Women with the “Angelina Jolie gene” could be closely monitored for their breast cancer risk and given a drug to potentially avoid drastic surgery, research suggests.
The study found that women with the inherited faulty BRCA1 gene may be able to take the drug mifepristone to slow down the turnover in the cells that put them at risk of triple negative breast cancer.
Mifepristone would act by blocking the effects of progesterone and is used for medical abortions where pills are taken to end the pregnancy.
According to the NHS, women with the faulty BRCA1 gene have a 65-79% lifetime risk of breast cancer and a 36-53% risk of ovarian cancer before the age of 80.
The new research, which was published in Genome Medicine, was funded by the European Research Council and the gynaecological cancer charity the Eve Appeal.
During the study, researchers led by Professor Martin Widschwendter at the Special School of Innsbruck (LFUI) and Special School College The Big City (UCL) found a “signature” of markers on DNA (called DNA methylation) which can indicate and help monitor the risk of breast cancer.
The researchers used the WID-Breast29 test on samples taken from the breasts of women both with and without the BRCA gene alteration, who were all taking mifepristone at low doses.

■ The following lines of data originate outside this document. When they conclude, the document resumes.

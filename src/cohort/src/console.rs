//! The mutex-arbitrated console.
use cohort_core::{
    kernel::{CreateMutexError, KernelMutex, QueryMutexError, TryLockMutexError},
    time::Duration,
};
use core::{
    cell::UnsafeCell,
    fmt,
    marker::PhantomData,
    ops::{Deref, DerefMut},
};
use std::sync::Arc;

use crate::trap::trap;

/// An output stream `W` shared by several tasks and protected by a kernel
/// mutex.
///
/// Unlike [`std::sync::Mutex`], the only way to get access is a
/// non-blocking [`try_lock`](Self::try_lock). A task that loses the race
/// skips its turn instead of waiting.
///
///  - Locking a console that the current thread already holds fails with
///    [`TryLockError::WouldDeadlock`].
///
///  - The returned [`ConsoleGuard`] must be dropped on the thread that
///    created it, which is why it's `!Send`.
pub struct Console<K: KernelMutex, W> {
    kernel: Arc<K>,
    mutex: K::RawMutexId,
    data: UnsafeCell<W>,
}

// Safety: Access to `data` is serialized by `mutex`.
unsafe impl<K: KernelMutex, W: Send> Send for Console<K, W> {}
unsafe impl<K: KernelMutex, W: Send> Sync for Console<K, W> {}

/// An RAII implementation of a "scoped lock" of a console. When this
/// structure is dropped, the lock will be released.
#[must_use = "if unused the Console will immediately unlock"]
pub struct ConsoleGuard<'a, K: KernelMutex, W> {
    console: &'a Console<K, W>,
    _no_send_sync: PhantomData<*mut ()>,
}

/// Error type of [`Console::try_lock`].
#[derive(Debug, Clone, Copy, PartialEq, Eq)]
pub enum TryLockError {
    /// The current context can't own a mutex.
    BadContext,
    /// The current thread already holds the console.
    WouldDeadlock,
    /// Someone else holds the console.
    WouldBlock,
}

impl<K: KernelMutex, W> Console<K, W> {
    /// Wrap `data` with a newly created kernel mutex.
    pub fn new(kernel: Arc<K>, data: W) -> Result<Self, CreateMutexError> {
        let mutex = kernel.raw_mutex_create()?;
        Ok(Self {
            kernel,
            mutex,
            data: UnsafeCell::new(data),
        })
    }

    /// Attempt to acquire the console without blocking.
    pub fn try_lock(&self) -> Result<ConsoleGuard<'_, K, W>, TryLockError> {
        match self.kernel.raw_mutex_try_lock(self.mutex, Duration::ZERO) {
            Ok(()) => Ok(ConsoleGuard {
                console: self,
                _no_send_sync: PhantomData,
            }),
            Err(TryLockMutexError::NoAccess) => trap("the console mutex has vanished"),
            Err(TryLockMutexError::BadContext) => Err(TryLockError::BadContext),
            Err(TryLockMutexError::WouldDeadlock) => Err(TryLockError::WouldDeadlock),
            Err(TryLockMutexError::Timeout) => Err(TryLockError::WouldBlock),
        }
    }

    /// Get a flag indicating whether someone holds the console.
    pub fn is_locked(&self) -> Result<bool, QueryMutexError> {
        self.kernel.raw_mutex_is_locked(self.mutex)
    }
}

impl<K: KernelMutex, W> fmt::Debug for Console<K, W> {
    fn fmt(&self, f: &mut fmt::Formatter) -> fmt::Result {
        f.debug_struct("Console")
            .field("mutex", &self.mutex)
            .field("locked", &self.is_locked())
            .finish_non_exhaustive()
    }
}

impl<K: KernelMutex, W> Drop for ConsoleGuard<'_, K, W> {
    #[inline]
    fn drop(&mut self) {
        if let Err(e) = self.console.kernel.raw_mutex_unlock(self.console.mutex) {
            trap(format_args!("failed to release the console: {e}"));
        }
    }
}

impl<K: KernelMutex, W> Deref for ConsoleGuard<'_, K, W> {
    type Target = W;
    #[inline]
    fn deref(&self) -> &Self::Target {
        // Safety: The guard proves that we hold the mutex
        unsafe { &*self.console.data.get() }
    }
}

impl<K: KernelMutex, W> DerefMut for ConsoleGuard<'_, K, W> {
    #[inline]
    fn deref_mut(&mut self) -> &mut Self::Target {
        // Safety: The guard proves that we hold the mutex
        unsafe { &mut *self.console.data.get() }
    }
}

impl<K: KernelMutex, W: fmt::Debug> fmt::Debug for ConsoleGuard<'_, K, W> {
    fn fmt(&self, f: &mut fmt::Formatter) -> fmt::Result {
        fmt::Debug::fmt(&**self, f)
    }
}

All the women without the gene were found to have lower levels of progesterone, which is thought to help drive breast cancer at high levels and cell turnover.
The effect was also seen in around three-quarters of the women with a BRCA gene alteration.
Experts hope that these women with the faulty gene could be targeted with mifepristone to slow down their risk of developing breast cancer and keep their progesterone levels lower.
This could mean they could delay or potentially avoid the need for a mastectomy.
Women with the BRCA1 gene fault can currently choose to have both breasts removed to cut their cancer risk – something Jolie chose.
‘Improved breast cancer prevention’
Prof Widschwendter said: “Progesterone is involved in the development of breast cancers with the worst prognoses.
“In the research published today, we assessed progesterone levels each day over an entire menstrual cycle and demonstrate that progesterone levels are significantly higher in BRCA1 mutation carriers; carrying this mutation confers a high risk of developing a breast cancer with a poor prognosis.
“Most importantly, we showed that drugs neutralising progesterone activity can reduce the cellular changes driving cancer development in normal breast tissue from young women.
“We are really excited about the prospects these findings open up for improved breast cancer prevention.”
Athena Lamnisos, chief executive of the Eve Appeal, said: “Everyone has heard of breast cancer and believe that treatment and outcomes have come on leaps and bounds in recent years.
“And that’s true with some breast cancer diagnoses – but not for the rarer and more aggressive forms of the disease. These new findings could be a game changer for what is currently a brutal diagnosis.”